Exercise objective:
Return the lines of the data below exactly. Start at the first and end with the line containing "use std::sync::Arc;".

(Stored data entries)
===
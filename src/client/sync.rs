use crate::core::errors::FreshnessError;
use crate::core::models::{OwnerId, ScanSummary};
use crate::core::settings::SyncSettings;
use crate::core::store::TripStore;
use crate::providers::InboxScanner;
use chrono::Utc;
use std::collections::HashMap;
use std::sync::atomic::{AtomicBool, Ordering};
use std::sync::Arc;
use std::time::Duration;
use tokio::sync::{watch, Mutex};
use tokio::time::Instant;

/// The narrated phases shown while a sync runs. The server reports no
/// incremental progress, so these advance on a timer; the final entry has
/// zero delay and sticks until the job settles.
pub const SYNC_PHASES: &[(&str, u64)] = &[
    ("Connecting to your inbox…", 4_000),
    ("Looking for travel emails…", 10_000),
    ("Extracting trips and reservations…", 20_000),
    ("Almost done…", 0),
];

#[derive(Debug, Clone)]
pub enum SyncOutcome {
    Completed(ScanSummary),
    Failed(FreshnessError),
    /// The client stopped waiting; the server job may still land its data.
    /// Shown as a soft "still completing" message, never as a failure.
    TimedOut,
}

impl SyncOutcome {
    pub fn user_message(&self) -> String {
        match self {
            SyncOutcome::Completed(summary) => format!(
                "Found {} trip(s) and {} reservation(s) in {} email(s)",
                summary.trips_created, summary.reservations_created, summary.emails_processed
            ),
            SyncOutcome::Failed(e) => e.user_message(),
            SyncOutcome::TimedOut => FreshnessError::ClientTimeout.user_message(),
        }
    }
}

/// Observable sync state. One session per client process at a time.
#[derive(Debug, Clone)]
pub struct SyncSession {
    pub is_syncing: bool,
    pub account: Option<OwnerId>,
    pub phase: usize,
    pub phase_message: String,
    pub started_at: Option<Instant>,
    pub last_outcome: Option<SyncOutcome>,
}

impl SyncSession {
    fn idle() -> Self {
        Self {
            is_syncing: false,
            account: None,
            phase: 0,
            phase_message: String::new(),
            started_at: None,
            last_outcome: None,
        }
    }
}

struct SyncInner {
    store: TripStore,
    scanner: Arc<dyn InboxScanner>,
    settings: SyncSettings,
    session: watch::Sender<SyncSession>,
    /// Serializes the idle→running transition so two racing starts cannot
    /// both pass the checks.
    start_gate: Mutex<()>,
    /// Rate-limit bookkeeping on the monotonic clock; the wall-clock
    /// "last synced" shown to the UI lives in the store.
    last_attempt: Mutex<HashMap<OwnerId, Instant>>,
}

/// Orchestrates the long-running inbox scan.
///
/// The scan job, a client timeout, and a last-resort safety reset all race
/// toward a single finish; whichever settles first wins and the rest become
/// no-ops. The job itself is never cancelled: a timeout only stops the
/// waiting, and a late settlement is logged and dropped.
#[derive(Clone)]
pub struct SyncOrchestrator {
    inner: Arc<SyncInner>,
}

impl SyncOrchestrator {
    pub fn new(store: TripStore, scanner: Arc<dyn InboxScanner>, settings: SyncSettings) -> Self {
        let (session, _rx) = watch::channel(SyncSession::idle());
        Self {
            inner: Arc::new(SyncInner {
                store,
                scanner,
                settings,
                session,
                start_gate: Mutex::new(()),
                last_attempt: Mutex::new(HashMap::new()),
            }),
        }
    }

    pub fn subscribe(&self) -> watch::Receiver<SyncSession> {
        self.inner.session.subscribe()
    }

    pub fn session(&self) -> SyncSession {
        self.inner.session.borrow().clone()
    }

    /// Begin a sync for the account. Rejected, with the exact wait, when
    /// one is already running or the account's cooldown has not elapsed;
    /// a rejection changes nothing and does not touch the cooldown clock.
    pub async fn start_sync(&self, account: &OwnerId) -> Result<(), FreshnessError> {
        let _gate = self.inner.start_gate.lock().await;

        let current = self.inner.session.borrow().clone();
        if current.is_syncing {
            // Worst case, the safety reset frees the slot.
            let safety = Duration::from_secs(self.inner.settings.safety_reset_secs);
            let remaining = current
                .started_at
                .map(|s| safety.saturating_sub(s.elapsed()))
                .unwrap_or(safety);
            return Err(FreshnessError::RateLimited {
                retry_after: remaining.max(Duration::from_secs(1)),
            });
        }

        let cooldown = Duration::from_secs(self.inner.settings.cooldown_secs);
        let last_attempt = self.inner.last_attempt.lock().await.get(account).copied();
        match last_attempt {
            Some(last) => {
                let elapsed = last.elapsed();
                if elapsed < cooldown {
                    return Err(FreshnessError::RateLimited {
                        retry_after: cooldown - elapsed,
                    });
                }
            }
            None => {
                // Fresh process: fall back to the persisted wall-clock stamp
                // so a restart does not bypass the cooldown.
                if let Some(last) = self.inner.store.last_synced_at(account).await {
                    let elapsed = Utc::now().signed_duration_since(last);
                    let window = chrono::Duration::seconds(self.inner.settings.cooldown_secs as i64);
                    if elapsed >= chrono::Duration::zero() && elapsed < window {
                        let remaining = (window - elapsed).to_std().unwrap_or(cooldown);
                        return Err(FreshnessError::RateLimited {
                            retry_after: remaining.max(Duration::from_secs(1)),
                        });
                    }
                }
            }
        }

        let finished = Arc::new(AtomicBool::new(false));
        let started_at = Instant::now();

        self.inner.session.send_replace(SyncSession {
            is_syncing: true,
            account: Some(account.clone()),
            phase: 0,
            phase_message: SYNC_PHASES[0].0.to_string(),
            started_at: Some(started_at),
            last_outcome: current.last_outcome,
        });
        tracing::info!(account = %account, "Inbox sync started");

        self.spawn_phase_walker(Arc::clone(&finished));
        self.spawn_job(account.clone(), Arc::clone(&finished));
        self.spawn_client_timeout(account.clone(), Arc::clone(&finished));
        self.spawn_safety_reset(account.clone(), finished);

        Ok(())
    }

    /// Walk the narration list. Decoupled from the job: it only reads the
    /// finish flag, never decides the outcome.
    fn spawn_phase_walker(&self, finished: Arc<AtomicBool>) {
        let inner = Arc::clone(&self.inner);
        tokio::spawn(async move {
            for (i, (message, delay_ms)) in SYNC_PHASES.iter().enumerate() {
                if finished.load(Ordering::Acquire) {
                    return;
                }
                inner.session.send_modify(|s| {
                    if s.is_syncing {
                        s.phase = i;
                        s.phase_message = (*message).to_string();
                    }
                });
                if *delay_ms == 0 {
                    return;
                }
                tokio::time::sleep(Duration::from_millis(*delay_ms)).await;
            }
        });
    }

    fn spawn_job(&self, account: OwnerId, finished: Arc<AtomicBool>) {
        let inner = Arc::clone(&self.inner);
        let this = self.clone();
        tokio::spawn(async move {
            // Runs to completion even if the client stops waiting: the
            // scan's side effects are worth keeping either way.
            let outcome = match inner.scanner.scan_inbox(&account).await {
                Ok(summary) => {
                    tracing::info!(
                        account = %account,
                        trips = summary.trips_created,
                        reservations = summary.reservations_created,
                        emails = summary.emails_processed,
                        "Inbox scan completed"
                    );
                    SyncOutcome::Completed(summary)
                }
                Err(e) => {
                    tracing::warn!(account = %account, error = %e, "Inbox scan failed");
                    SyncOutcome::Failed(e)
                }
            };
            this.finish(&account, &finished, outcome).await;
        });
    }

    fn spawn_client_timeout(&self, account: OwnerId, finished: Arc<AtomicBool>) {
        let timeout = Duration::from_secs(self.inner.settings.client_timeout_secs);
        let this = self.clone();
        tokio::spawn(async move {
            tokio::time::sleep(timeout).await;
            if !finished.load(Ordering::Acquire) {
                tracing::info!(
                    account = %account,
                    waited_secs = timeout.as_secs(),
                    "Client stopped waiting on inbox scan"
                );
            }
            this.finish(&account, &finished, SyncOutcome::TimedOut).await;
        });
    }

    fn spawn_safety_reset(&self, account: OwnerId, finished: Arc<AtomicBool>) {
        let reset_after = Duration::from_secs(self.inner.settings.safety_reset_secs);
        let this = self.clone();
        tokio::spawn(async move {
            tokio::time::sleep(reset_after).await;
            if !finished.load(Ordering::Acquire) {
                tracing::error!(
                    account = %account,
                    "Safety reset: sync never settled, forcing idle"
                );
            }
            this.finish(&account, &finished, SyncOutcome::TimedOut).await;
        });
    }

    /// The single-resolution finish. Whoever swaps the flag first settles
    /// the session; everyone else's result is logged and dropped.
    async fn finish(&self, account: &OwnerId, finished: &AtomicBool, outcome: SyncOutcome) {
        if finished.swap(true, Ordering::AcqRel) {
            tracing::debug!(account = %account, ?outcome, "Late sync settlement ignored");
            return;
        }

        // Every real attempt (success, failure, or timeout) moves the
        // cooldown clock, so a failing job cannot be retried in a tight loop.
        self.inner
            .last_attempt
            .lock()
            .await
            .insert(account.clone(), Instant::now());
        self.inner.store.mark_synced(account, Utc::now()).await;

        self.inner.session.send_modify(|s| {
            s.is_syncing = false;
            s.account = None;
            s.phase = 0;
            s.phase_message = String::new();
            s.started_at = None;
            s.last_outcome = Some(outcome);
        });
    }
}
===
Result of the task:
filename src/client/sync.rs
use crate::core::errors::FreshnessError;
use crate::core::models::{OwnerId, ScanSummary};
use crate::core::settings::SyncSettings;
use crate::core::store::TripStore;
use crate::providers::InboxScanner;
use chrono::Utc;
use std::collections::HashMap;
use std::sync::atomic::{AtomicBool, Ordering};
use std::sync::Arc;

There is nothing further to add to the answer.